START MATERIAL FOR THIS TASK

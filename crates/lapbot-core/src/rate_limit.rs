//! Spacing of outgoing LLM calls.

use std::sync::{Arc, Mutex};
use std::time::Duration;

use tokio::time::Instant;

/// Hands out call slots at least `spacing` apart, shared by all workers.
///
/// Slots are reserved under a short lock and awaited outside it, so a
/// waiting worker never blocks the others from reserving later slots.
#[derive(Debug, Clone)]
pub struct RateLimiter {
    spacing: Duration,
    next_slot: Arc<Mutex<Option<Instant>>>,
}

impl RateLimiter {
    pub fn new(spacing: Duration) -> Self {
        Self {
            spacing,
            next_slot: Arc::new(Mutex::new(None)),
        }
    }

    /// `requests_per_minute == 0` means unlimited.
    pub fn per_minute(requests_per_minute: u32) -> Self {
        if requests_per_minute == 0 {
            Self::new(Duration::ZERO)
        } else {
            Self::new(Duration::from_secs(60) / requests_per_minute)
        }
    }

    pub fn spacing(&self) -> Duration {
        self.spacing
    }

    /// Waits until this caller may start a request.
    pub async fn acquire(&self) {
        if self.spacing.is_zero() {
            return;
        }

        let slot = {
            let mut next = self.next_slot.lock().unwrap_or_else(|p| p.into_inner());
            let now = Instant::now();
            let slot = match *next {
                Some(at) if at > now => at,
                _ => now,
            };
            *next = Some(slot + self.spacing);
            slot
        };

        tokio::time::sleep_until(slot).await;
    }
}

END MATERIAL FOR THIS TASK

PROBLEM REQUIREMENTS
All lines with the word "Some" are needed; pull them from the entries and copy each.

RESPONSE TO THE TASK
                Some(at) if at > now => at,
            *next = Some(slot + self.spacing);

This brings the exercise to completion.